- The Wilberforce Settlement
- Wilberforce Colony Location within the province of Ontario
- Coordinates: 43°12′N 81°23′W﻿ / ﻿43.200°N 81.383°W
- Country: Canada
- Province: Ontario
- County: Middlesex County, Ontario
- Established: 1829
- Founded by: Israel Lewis and Thomas Crissup

Government
- • Type: Colony
- • President, Board of Managers: Austin Steward

Area
- • Total: 1.6 km^{2} (0.62 sq mi)

Population (1835)
- • Total: 166
- • Density: 100/km^{2} (270/sq mi)
- Time zone: UTC-5 (EST)
- • Summer (DST): UTC-4 (EDT)

= Wilberforce Colony =

Wilberforce Colony was a colony established in the year 1829 by free African American citizens, north of present-day London, Ontario, Canada. It was an effort by African-Americans to create a place where they could live in political freedom.

When African-American communities favoured emigration (and many did not), they preferred going to a country where free Black people could hold full political control over their destiny. The establishment of what became the Wilberforce Colony in Canada was one such movement. It was planned by Black Americans from Cincinnati, Ohio who emigrated following passage of discriminatory laws in the year 1828 and a destructive riot against them by White Americans in 1829.

The frontier colony grew quickly upon its founding.

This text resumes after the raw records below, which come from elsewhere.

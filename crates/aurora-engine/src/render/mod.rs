//! Offscreen rendering pipeline.
//!
//! `FrameDriver` owns a `RenderTargetSet` and runs the passes in a fixed
//! order every tick:
//!
//! - scene: skybox, lit geometry and light markers into hdr + bright
//! - blur: ping-pong Gaussian over the bright buffer
//! - composite: tone map hdr + bloom into `aa_input`
//! - antialias: FXAA (or a texel copy) into the output image
//!
//! Passes record into a caller-provided encoder; the caller submits.

pub mod antialias;
pub mod binding;
pub mod blur;
mod common;
pub mod composite;
mod ctx;
pub mod driver;
mod error;
pub mod readback;
pub mod scene;
pub mod targets;
pub mod texture;

pub use ctx::RenderCtx;
pub use driver::{DriverState, FinalImage, FrameDriver, FrameOutput, OutputImage, RenderContext};
pub use error::{RenderError, RenderResult};
pub use scene::{SceneAssets, SceneDesc};
pub use targets::{Extent, RenderTargetSet, TargetId};
pub use texture::ImageRgba8;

Refugee slaves, who had escaped to freedom in Canada, also joined the colony. Internal disputes, lack of funding, and the draw of urban jobs led to its decline by 1850. In the 1840s, many Irish immigrants settled in this area after fleeing famine in their homeland. Altogether, the Wilberforce Colony survived as an independent community fewer than 20 years.

== Background ==

The increase in Cincinnati's Black population in the decade starting in 1820 was rapid and pronounced. Although Ohio was a free state, the southern portion was influenced by settlers from the south and racial tensions grew. In 1820, some 433 African Americans comprised less than 4% of the city's population, but over the next decade the city's Black population swelled by more than 400%. This change alarmed some White residents. In response to a citizens' petition in 1828, the Cincinnati City Council appointed a committee, "to take measures to prevent the increase of [African] population within the city." In March of that year, the Ohio Supreme Court decided that the 1807 state Black Laws, which placed restrictions on Black people in many areas of life and employment, were constitutional. The Cincinnati City Council enforced this restrictive legislation.

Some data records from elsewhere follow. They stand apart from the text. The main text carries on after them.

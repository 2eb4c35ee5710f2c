//! Aurora engine crate.
//!
//! Platform and GPU runtime (device, window, input, time) plus the
//! offscreen HDR pipeline in `render`.

pub mod device;
pub mod window;
pub mod input;
pub mod time;
pub mod core;

pub mod logging;
pub mod camera;
pub mod lights;
pub mod mesh;
pub mod params;
pub mod render;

== Purchase of land in Canada ==
Near the end of June 1828, the Black population of Cincinnati elected Israel Lewis and Thomas Crissup to survey a site in Canada to which they could emigrate. Lewis and Crissup met with John Colbourne, the Lieutenant Governor of Upper Canada, to discuss prospects of settling in the area. They entered into a contract with the Canada Company for the purchase of land in Biddulph in the Huron Tract in Ontario, lots 2, 3, and 5 north of the Proof Line Road and lot 11 south of the road, for the amount of $1.50 per acre. The land was on the Ausable River, some 20 mi from Lake Huron, and about thirty-five miles from the northern shore of Lake Erie. The initial arrangement between Israel Lewis and Thomas Crissup envisaged the purchase of 4000 acre for $6,000, to be paid by November 1830.

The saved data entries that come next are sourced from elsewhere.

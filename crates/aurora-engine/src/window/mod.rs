//! The winit event loop and the single window it renders into.

mod runtime;

pub use runtime::{Runtime, RuntimeConfig};
//! Optional image assets read from disk.
//!
//! Anything missing or unreadable is logged and left out; the engine then
//! uses its neutral defaults.

use std::path::{Path, PathBuf};

use anyhow::{Context, Result};
use aurora_engine::render::ImageRgba8;
use aurora_engine::render::texture::check_cube_faces;

/// Face file stems in cubemap layer order.
pub const SKYBOX_FACES: [&str; 6] = ["right", "left", "top", "bottom", "front", "back"];
const EXTENSIONS: [&str; 3] = ["png", "jpg", "jpeg"];

#[derive(Default)]
pub struct ViewerAssets {
    pub sky_faces: Option<[ImageRgba8; 6]>,
    pub emission: Option<ImageRgba8>,
}

impl ViewerAssets {
    pub fn load(skybox_dir: Option<&Path>, emission: Option<&Path>) -> Self {
        let sky_faces = skybox_dir.and_then(|dir| {
            load_skybox(dir)
                .inspect_err(|e| log::warn!("skybox not loaded: {e:#}"))
                .ok()
        });
        let emission = emission.and_then(|path| {
            load_rgba(path)
                .inspect_err(|e| log::warn!("emission texture not loaded: {e:#}"))
                .ok()
        });
        Self {
            sky_faces,
            emission,
        }
    }
}

pub fn load_rgba(path: &Path) -> Result<ImageRgba8> {
    let image = image::open(path)
        .with_context(|| format!("failed to read {}", path.display()))?
        .to_rgba8();
    log::debug!(
        "loaded {} ({}x{})",
        path.display(),
        image.width(),
        image.height()
    );
    Ok(ImageRgba8 {
        width: image.width(),
        height: image.height(),
        pixels: image.into_raw(),
    })
}

fn load_skybox(dir: &Path) -> Result<[ImageRgba8; 6]> {
    let mut faces = Vec::with_capacity(6);
    for stem in SKYBOX_FACES {
        let path = face_path(dir, stem)
            .with_context(|| format!("no `{stem}` face in {}", dir.display()))?;
        faces.push(load_rgba(&path)?);
    }
    let faces: [ImageRgba8; 6] = faces
        .try_into()
        .map_err(|_| anyhow::anyhow!("expected six skybox faces"))?;
    // The device limit is checked again at upload.
    let edge = check_cube_faces(&faces, u32::MAX)?;
    log::debug!("skybox faces are {edge}x{edge}");
    Ok(faces)
}

fn face_path(dir: &Path, stem: &str) -> Option<PathBuf> {
    EXTENSIONS
        .iter()
        .map(|ext| dir.join(format!("{stem}.{ext}")))
        .find(|p| p.is_file())
}
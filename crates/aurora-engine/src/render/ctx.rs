/// Borrowed device handles passed to every pass.
///
/// Works the same for a window-bound `Gpu` and a `HeadlessGpu`.
#[derive(Clone, Copy)]
pub struct RenderCtx<'a> {
    pub device: &'a wgpu::Device,
    pub queue: &'a wgpu::Queue,
}

impl<'a> RenderCtx<'a> {
    #[inline]
    pub fn new(device: &'a wgpu::Device, queue: &'a wgpu::Queue) -> Self {
        Self { device, queue }
    }
}
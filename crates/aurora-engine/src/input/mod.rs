//! Keyboard and mouse state for the frame loop.
//!
//! `InputState` tracks what is held; `InputFrame` collects edges and motion
//! between two frames. Winit types stay inside `platform`.

mod frame;
pub(crate) mod platform;
mod state;
mod types;

pub use frame::InputFrame;
pub use state::InputState;
pub use types::{InputEvent, Key, Modifiers, MouseButton};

== Emigration from Cincinnati ==
The Cincinnati riots of 1829 broke out at the start of July and continued to the end of August, as a result of white people attacking Black people. There was an exodus of around 1,000 Black individuals from Cincinnati.

Those who left the city that summer comprised two groups. Those who were primarily forced out of Cincinnati by violence, fear, and inability to work generally settled in nearby towns or villages. The second group organized as an exodus, with many emigrating the full distance of nearly 400 miles to the Canadian site. Since settling in the still-unnamed Wilberforce Colony required purchase of land, however, those without financial resources simply stopped in the United States, settling in towns on the southern shore of Lake Erie where they could find work. They never made it to Canada.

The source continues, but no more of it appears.